Chris Benoit: Chris Benoit was 2004’s big success story. First “The Wolverine” wins the Royal Rumble in convincing fashion, winning a victory for Vanilla midgets everywhere! (although, I always assumed the reason why Show held on so long in there was because he truly believed he was made of Vanilla and hoped to eventually consume him). Benoit then follows that up with an AWESOME win at Wrestlemania XX over HHH and HBK when he cleanly defeats Triple H by making him tap out to the crossface. But no worries. HHH still got all the spotlight. He just had to find a new way to hold up his umm, Cerebral Pants for 6 months. 

The following month Benoit was honored in his hometown of Atlanta GA.. Edmonton Alberta and “Chris Benoit Day” was declared.

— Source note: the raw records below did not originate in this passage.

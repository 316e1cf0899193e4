//! Diesel and pool error classification shared by the repositories.

use diesel::result::{DatabaseErrorKind, Error as DieselError};
use tracing::debug;

use super::pool::PoolError;

/// Coarse class of a database failure.
#[derive(Debug, Clone, PartialEq, Eq)]
pub(crate) enum DbFailure {
    /// The server could not be reached or dropped the connection.
    Connection(String),
    /// A unique constraint rejected the write.
    UniqueViolation { constraint: Option<String> },
    /// Any other failure.
    Query(String),
}

pub(crate) fn classify_pool_error(error: PoolError) -> DbFailure {
    match error {
        PoolError::Checkout { message } | PoolError::Build { message } => {
            DbFailure::Connection(message)
        }
    }
}

pub(crate) fn classify_diesel_error(error: DieselError) -> DbFailure {
    match &error {
        DieselError::DatabaseError(kind, info) => {
            debug!(?kind, message = info.message(), "diesel operation failed");
        }
        _ => debug!(
            error_type = %std::any::type_name_of_val(&error),
            "diesel operation failed"
        ),
    }

    match error {
        DieselError::DatabaseError(DatabaseErrorKind::UniqueViolation, info) => {
            DbFailure::UniqueViolation {
                constraint: info.constraint_name().map(str::to_owned),
            }
        }
        DieselError::DatabaseError(DatabaseErrorKind::ClosedConnection, _) => {
            DbFailure::Connection("database connection error".to_owned())
        }
        DieselError::NotFound => DbFailure::Query("record not found".to_owned()),
        DieselError::QueryBuilderError(_) => DbFailure::Query("database query error".to_owned()),
        _ => DbFailure::Query("database error".to_owned()),
    }
}
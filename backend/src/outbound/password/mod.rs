//! Password hashing adapters.

mod argon2_hasher;

pub use argon2_hasher::Argon2PasswordHasher;
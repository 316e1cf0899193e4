//! Row structs used by the Diesel adapters. Never exposed to the domain.

use chrono::{DateTime, Utc};
use diesel::prelude::*;
use uuid::Uuid;

use super::schema::{roles, users};

#[derive(Debug, Clone, Queryable, Selectable)]
#[diesel(table_name = users)]
#[diesel(check_for_backend(diesel::pg::Pg))]
pub(crate) struct UserRow {
    pub id: Uuid,
    pub full_name: String,
    pub email: String,
    pub username: String,
    pub password_hash: String,
    pub role_id: i32,
    pub profile_picture: Option<String>,
    #[expect(dead_code, reason = "selected for completeness; not surfaced in the domain")]
    pub created_at: DateTime<Utc>,
}

#[derive(Debug, Clone, Insertable)]
#[diesel(table_name = users)]
pub(crate) struct NewUserRow<'a> {
    pub id: Uuid,
    pub full_name: &'a str,
    pub email: &'a str,
    pub username: &'a str,
    pub password_hash: &'a str,
    pub role_id: i32,
    pub profile_picture: Option<&'a str>,
}

#[derive(Debug, Clone, Queryable, Selectable)]
#[diesel(table_name = roles)]
#[diesel(check_for_backend(diesel::pg::Pg))]
pub(crate) struct RoleRow {
    pub id: i32,
    pub name: String,
}
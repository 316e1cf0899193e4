//! Profile picture storage adapters.

mod local;

pub use local::{LocalProfileImageStore, PUBLIC_IMAGE_PREFIX};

We in the Carless household celebrated the occasion unconventionally, deciding to buck trends and simply have an evening of quiet worship before celebrating "The Wolverine" with a bountiful supper, devouring a special turkey with wings two sizes too small in his honor.

Mordecai: Earlier this year, vignettes began to appear on SmackDown promoting the arrival of an insane religious zealot who promised to destroy all sinners. And no, his name was not George Bush. Mordecai eventually appeared, and chose his first “sinner” to smite in... Scotty 2 Hotty? Whose big “sin” was apparently having a fucking tired and outdated gimmick.  BURN IN HELL, MOTHERFUCKER.

But something funny happened when Mordecai appeared. Something  just didn’t look right. In fact, Mordy looked less like an intimidating monster, and more like Double J Jeff Jarrett circa 1994 (only exchange “country music superstar” for umm, punisher of wayward souls?).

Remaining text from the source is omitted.